**About this exercise**. Copy each line below containing "ScoredEntry".

══════

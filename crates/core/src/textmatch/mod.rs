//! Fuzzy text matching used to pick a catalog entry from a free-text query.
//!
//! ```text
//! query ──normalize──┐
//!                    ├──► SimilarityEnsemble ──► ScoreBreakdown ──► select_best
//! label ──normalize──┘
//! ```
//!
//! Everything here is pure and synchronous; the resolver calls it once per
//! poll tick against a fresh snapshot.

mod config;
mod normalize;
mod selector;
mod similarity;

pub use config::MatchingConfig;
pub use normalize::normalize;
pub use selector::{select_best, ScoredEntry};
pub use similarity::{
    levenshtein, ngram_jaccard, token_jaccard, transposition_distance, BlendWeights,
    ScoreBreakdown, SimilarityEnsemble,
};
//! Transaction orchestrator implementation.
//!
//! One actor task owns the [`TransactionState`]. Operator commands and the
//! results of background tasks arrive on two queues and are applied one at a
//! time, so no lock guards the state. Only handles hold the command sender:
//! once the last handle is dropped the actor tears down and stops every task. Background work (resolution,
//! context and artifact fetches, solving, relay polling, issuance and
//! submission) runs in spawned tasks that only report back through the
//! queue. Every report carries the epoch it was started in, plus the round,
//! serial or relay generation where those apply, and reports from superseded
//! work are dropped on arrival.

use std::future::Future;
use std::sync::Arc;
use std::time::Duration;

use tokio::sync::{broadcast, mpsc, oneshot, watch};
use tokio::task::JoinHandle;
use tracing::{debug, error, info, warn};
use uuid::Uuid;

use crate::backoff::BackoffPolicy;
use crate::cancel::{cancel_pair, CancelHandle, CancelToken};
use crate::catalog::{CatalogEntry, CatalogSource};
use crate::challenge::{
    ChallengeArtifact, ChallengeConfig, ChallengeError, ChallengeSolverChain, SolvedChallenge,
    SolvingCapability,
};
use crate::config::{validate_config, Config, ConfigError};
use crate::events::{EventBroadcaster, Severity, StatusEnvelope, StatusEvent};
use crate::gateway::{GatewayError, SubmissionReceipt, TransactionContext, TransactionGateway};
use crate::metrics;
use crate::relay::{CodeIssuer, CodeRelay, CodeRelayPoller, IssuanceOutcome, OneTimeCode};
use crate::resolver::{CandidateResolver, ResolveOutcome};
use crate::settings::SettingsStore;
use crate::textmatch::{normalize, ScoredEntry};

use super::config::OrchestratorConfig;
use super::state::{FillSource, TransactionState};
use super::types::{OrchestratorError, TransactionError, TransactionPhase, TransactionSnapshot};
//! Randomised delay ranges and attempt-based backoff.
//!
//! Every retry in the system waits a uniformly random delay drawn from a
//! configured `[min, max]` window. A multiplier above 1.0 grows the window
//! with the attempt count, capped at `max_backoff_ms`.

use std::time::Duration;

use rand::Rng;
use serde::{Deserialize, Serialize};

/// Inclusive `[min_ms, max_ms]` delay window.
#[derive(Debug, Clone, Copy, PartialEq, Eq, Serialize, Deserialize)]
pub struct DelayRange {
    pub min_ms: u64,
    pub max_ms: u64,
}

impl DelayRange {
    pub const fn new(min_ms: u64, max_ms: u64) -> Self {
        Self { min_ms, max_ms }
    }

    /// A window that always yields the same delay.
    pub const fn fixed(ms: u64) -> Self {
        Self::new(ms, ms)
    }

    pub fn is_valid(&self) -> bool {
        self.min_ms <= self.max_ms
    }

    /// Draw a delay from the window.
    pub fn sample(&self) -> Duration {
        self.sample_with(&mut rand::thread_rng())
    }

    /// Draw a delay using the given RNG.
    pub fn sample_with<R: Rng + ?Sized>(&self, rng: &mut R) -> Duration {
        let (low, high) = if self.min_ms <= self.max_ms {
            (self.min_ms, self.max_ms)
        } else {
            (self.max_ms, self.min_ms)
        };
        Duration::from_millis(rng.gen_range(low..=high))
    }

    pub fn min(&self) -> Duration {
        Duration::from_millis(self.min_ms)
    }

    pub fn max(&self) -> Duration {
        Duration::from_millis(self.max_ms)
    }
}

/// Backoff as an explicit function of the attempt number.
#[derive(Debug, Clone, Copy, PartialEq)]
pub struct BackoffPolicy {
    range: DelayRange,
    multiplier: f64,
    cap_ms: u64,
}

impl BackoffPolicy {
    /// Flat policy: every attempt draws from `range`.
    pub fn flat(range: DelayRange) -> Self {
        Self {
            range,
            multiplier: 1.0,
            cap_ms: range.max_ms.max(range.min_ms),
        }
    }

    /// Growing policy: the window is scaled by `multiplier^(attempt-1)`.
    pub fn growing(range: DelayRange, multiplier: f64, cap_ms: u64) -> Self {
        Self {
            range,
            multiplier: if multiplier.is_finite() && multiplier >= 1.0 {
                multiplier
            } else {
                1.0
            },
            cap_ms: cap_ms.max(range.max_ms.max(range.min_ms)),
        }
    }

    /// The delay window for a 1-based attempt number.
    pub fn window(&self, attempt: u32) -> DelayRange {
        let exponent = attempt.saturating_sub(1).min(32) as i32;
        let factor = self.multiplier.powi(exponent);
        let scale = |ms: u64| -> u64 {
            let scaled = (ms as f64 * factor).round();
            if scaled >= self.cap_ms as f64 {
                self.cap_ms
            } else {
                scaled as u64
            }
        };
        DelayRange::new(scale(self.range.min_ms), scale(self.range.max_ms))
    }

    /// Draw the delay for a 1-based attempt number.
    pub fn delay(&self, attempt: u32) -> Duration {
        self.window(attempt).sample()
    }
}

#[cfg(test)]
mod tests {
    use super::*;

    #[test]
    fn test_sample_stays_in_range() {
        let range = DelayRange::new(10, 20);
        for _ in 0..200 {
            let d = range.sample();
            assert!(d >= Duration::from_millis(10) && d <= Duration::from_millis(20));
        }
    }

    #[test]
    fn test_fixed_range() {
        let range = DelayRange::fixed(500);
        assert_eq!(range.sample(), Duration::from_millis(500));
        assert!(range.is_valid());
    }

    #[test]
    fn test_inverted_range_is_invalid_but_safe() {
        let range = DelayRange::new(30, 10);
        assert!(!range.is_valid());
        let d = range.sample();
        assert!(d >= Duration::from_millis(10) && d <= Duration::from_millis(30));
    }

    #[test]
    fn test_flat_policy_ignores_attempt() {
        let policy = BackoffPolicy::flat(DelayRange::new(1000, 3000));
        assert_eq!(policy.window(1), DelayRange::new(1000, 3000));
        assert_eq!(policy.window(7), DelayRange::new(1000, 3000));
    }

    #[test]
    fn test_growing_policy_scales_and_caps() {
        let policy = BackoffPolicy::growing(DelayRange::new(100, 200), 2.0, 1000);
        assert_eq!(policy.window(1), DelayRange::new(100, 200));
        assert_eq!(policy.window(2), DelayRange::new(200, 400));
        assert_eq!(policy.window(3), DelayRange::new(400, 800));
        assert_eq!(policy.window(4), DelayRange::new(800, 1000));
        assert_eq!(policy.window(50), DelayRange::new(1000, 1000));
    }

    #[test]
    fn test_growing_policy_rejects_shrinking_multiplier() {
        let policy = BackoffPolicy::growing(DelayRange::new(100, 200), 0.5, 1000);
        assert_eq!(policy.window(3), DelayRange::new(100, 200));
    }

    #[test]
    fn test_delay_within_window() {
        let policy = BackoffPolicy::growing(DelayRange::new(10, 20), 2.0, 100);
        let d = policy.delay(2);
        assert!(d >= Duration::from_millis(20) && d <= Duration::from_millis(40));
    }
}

══════

**Task output**.
pub use selector::{select_best, ScoredEntry};
use crate::textmatch::{normalize, ScoredEntry};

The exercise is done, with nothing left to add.